Highland Wool
Meet the Team
A little introduction to our Board of Directors and Volunteers
Director, Project Manager
Donna Gillies
Before becoming a farmer at the Hirsel, a small Nature Friendly farm owned by her husband’s family since 1969, California-born Donna Gillies (nee DuCarme) enjoyed a cross-disciplinary career in the arts, onstage and behind the scenes, in the USA and The Netherlands, before settling in Scotland.
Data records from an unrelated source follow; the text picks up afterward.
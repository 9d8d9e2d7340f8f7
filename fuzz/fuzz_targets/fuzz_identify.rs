#![no_main]

use libfuzzer_sys::fuzz_target;
use std::path::Path;
use zenadapters::{AdapterRegistry, ImageFormat, probe};

fuzz_target!(|data: &[u8]| {
    let detected = ImageFormat::detect(data);
    if let Some(result) = probe::probe(data) {
        assert_eq!(Some(result.format), detected);
        assert!(result.bytes_examined <= data.len());
    }
    for format in ImageFormat::ALL {
        let _ = probe::probe_format(data, format);
    }

    let registry = AdapterRegistry::all();
    for name in ["input", "input.png", "input.tga", "input.jpg"] {
        let _ = registry.identify(Path::new(name), data);
    }
});
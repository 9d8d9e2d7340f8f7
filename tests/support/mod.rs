//! Synthetic fixtures shared by the integration tests.

#![allow(dead_code)]

use std::path::{Path, PathBuf};
use std::sync::atomic::{AtomicUsize, Ordering};

use zenadapters::Components;

static NEXT_DIR: AtomicUsize = AtomicUsize::new(0);

/// A fresh directory under the system temp dir, removed on drop.
pub struct TempDir {
    path: PathBuf,
}

impl TempDir {
    pub fn new(name: &str) -> Self {
        let n = NEXT_DIR.fetch_add(1, Ordering::Relaxed);
        let path = std::env::temp_dir().join(format!(
            "zenadapters-{name}-{}-{n}",
            std::process::id()
        ));
        let _ = std::fs::remove_dir_all(&path);
        std::fs::create_dir_all(&path).expect("create temp dir");
        Self { path }
    }

    pub fn join(&self, file: &str) -> PathBuf {
        self.path.join(file)
    }

    pub fn path(&self) -> &Path {
        &self.path
    }
}

impl Drop for TempDir {
    fn drop(&mut self) {
        let _ = std::fs::remove_dir_all(&self.path);
    }
}

pub const LAYOUTS: [Components; 4] = [
    Components::Gray,
    Components::GrayAlpha,
    Components::Rgb,
    Components::Rgba,
];

/// Smooth gradient, friendly to lossy codecs. Alpha is a separate ramp.
pub fn gradient(width: u32, height: u32, components: Components) -> Vec<u8> {
    let mut out = Vec::with_capacity((width * height) as usize * components.count());
    for y in 0..height {
        for x in 0..width {
            let r = (x * 255 / width.max(2).saturating_sub(1).max(1)) as u8;
            let g = (y * 255 / height.max(2).saturating_sub(1).max(1)) as u8;
            let b = 96u8;
            let a = (255 - (x + y) % 64) as u8;
            match components {
                Components::Gray => out.push(r / 2 + g / 2),
                Components::GrayAlpha => out.extend_from_slice(&[r / 2 + g / 2, a]),
                Components::Rgb => out.extend_from_slice(&[r, g, b]),
                Components::Rgba => out.extend_from_slice(&[r, g, b, a]),
            }
        }
    }
    out
}

/// Deterministic pseudo-random samples.
pub fn noise(width: u32, height: u32, components: Components, seed: u64) -> Vec<u8> {
    let mut state = seed | 1;
    (0..(width * height) as usize * components.count())
        .map(|_| {
            state ^= state << 13;
            state ^= state >> 7;
            state ^= state << 17;
            (state >> 24) as u8
        })
        .collect()
}

/// Mean absolute difference per sample.
pub fn mean_abs_error(a: &[u8], b: &[u8]) -> f64 {
    assert_eq!(a.len(), b.len());
    let total: u64 = a.iter().zip(b).map(|(x, y)| u64::from(x.abs_diff(*y))).sum();
    total as f64 / a.len() as f64
}

/// Write a PNG with the png crate directly, bypassing the adapters.
#[cfg(feature = "native")]
pub fn write_png(path: &Path, pixels: &[u8], width: u32, height: u32, components: Components) {
    let file = std::fs::File::create(path).expect("create fixture");
    let mut encoder = png::Encoder::new(std::io::BufWriter::new(file), width, height);
    encoder.set_color(match components {
        Components::Gray => png::ColorType::Grayscale,
        Components::GrayAlpha => png::ColorType::GrayscaleAlpha,
        Components::Rgb => png::ColorType::Rgb,
        Components::Rgba => png::ColorType::Rgba,
    });
    encoder.set_depth(png::BitDepth::Eight);
    let mut writer = encoder.write_header().expect("png header");
    writer.write_image_data(pixels).expect("png data");
    writer.finish().expect("png finish");
}

/// 16-bit RGB PNG that reduces to `expected` at 8 bits (each sample is `v * 257`).
#[cfg(feature = "native")]
pub fn write_png16(path: &Path, expected: &[u8], width: u32, height: u32) {
    let samples: Vec<u8> = expected.iter().flat_map(|&v| [v, v]).collect();
    let file = std::fs::File::create(path).expect("create fixture");
    let mut encoder = png::Encoder::new(std::io::BufWriter::new(file), width, height);
    encoder.set_color(png::ColorType::Rgb);
    encoder.set_depth(png::BitDepth::Sixteen);
    let mut writer = encoder.write_header().expect("png header");
    writer.write_image_data(&samples).expect("png data");
    writer.finish().expect("png finish");
}

/// Palette PNG with a transparent first entry. Returns the expanded RGBA samples.
#[cfg(feature = "native")]
pub fn write_palette_png(path: &Path, width: u32, height: u32) -> Vec<u8> {
    let palette = [255u8, 0, 0, 0, 255, 0, 0, 0, 255];
    let indices: Vec<u8> = (0..width * height).map(|i| (i % 3) as u8).collect();

    let file = std::fs::File::create(path).expect("create fixture");
    let mut encoder = png::Encoder::new(std::io::BufWriter::new(file), width, height);
    encoder.set_color(png::ColorType::Indexed);
    encoder.set_depth(png::BitDepth::Eight);
    encoder.set_palette(palette.to_vec());
    encoder.set_trns(vec![0u8]);
    let mut writer = encoder.write_header().expect("png header");
    writer.write_image_data(&indices).expect("png data");
    writer.finish().expect("png finish");

    indices
        .iter()
        .flat_map(|&i| {
            let p = &palette[i as usize * 3..i as usize * 3 + 3];
            [p[0], p[1], p[2], if i == 0 { 0 } else { 255 }]
        })
        .collect()
}

/// Concatenate every row of a streaming session read in order.
pub fn stream_all(session: &mut dyn zenadapters::ScanlineSession) -> Vec<u8> {
    let mut out = Vec::new();
    let mut row = vec![0u8; session.row_bytes()];
    for y in 0..session.height() {
        session.read_line(y, &mut row).expect("read_line");
        out.extend_from_slice(&row);
    }
    out
}
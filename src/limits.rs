//! Resource limits applied before the wrapped library allocates.

use crate::{AdapterError, ErrorKind};

/// Caps on image size for load, open and save.
///
/// Every cap is optional. Dimensions are checked as soon as a header is read;
/// `max_memory_bytes` is also handed to the wrapped library where it accepts
/// one. A decoded buffer is `width * height * components` bytes.
#[derive(Clone, Debug, Default, PartialEq, Eq)]
pub struct Limits {
    pub max_width: Option<u64>,
    pub max_height: Option<u64>,
    /// Cap on `width * height`.
    pub max_pixels: Option<u64>,
    /// Cap on the size of the 8-bit sample buffer.
    pub max_memory_bytes: Option<u64>,
}

impl Limits {
    /// No caps.
    pub fn none() -> Self {
        Self::default()
    }

    pub fn with_max_dimensions(mut self, width: u64, height: u64) -> Self {
        self.max_width = Some(width);
        self.max_height = Some(height);
        self
    }

    pub fn with_max_pixels(mut self, pixels: u64) -> Self {
        self.max_pixels = Some(pixels);
        self
    }

    pub fn with_max_memory(mut self, bytes: u64) -> Self {
        self.max_memory_bytes = Some(bytes);
        self
    }

    /// Check an image about to be decoded.
    pub(crate) fn check_decode(&self, width: u32, height: u32, components: usize) -> Result<(), AdapterError> {
        self.check(ErrorKind::Decode, width, height, components)
    }

    /// Check an image about to be encoded.
    pub(crate) fn check_encode(&self, width: u32, height: u32, components: usize) -> Result<(), AdapterError> {
        self.check(ErrorKind::Encode, width, height, components)
    }

    /// Check an image of `components` samples per pixel against every cap.
    fn check(&self, kind: ErrorKind, width: u32, height: u32, components: usize) -> Result<(), AdapterError> {
        let pixels = u64::from(width) * u64::from(height);
        let bytes = pixels.saturating_mul(components as u64);
        let checks = [
            ("width", u64::from(width), self.max_width),
            ("height", u64::from(height), self.max_height),
            ("pixel count", pixels, self.max_pixels),
            ("buffer size", bytes, self.max_memory_bytes),
        ];
        for (what, value, cap) in checks {
            if let Some(cap) = cap.filter(|&cap| value > cap) {
                return Err(AdapterError::LimitExceeded {
                    message: format!("{what} {value} exceeds {cap} ({width}x{height})"),
                    kind,
                });
            }
        }
        Ok(())
    }
}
She joined Donald on the farm in 2015, where all the skills learned from a wide-ranging creative career - including project development, long term planning, and trouble-shooting - have turned out to be useful on a farm too. When she discovered how few processing options for their Hebridean fleeces there were in the Highlands, and met other small shepherds and crafters with similar problems ...the solution they came up with together was Highland Wool CIC.
The Hirsel’s website is here: https://thehirsel.com/, and Donna’s pre-farming work history can be found here: https://donnaducarme.com/cv-ref/
Director, Policy Development
Janet Charge
Jan Charge is a smallholder, Shetland sheep breeder and enthusiastic exponent of all things British wool. Since moving to East Sutherland in 2013, she has rekindled her love of knitting, learnt to spin and, in partnership with a fellow Shetland sheep enthusiast, established a small business selling mill-spun yarn and hand-knitted accessories.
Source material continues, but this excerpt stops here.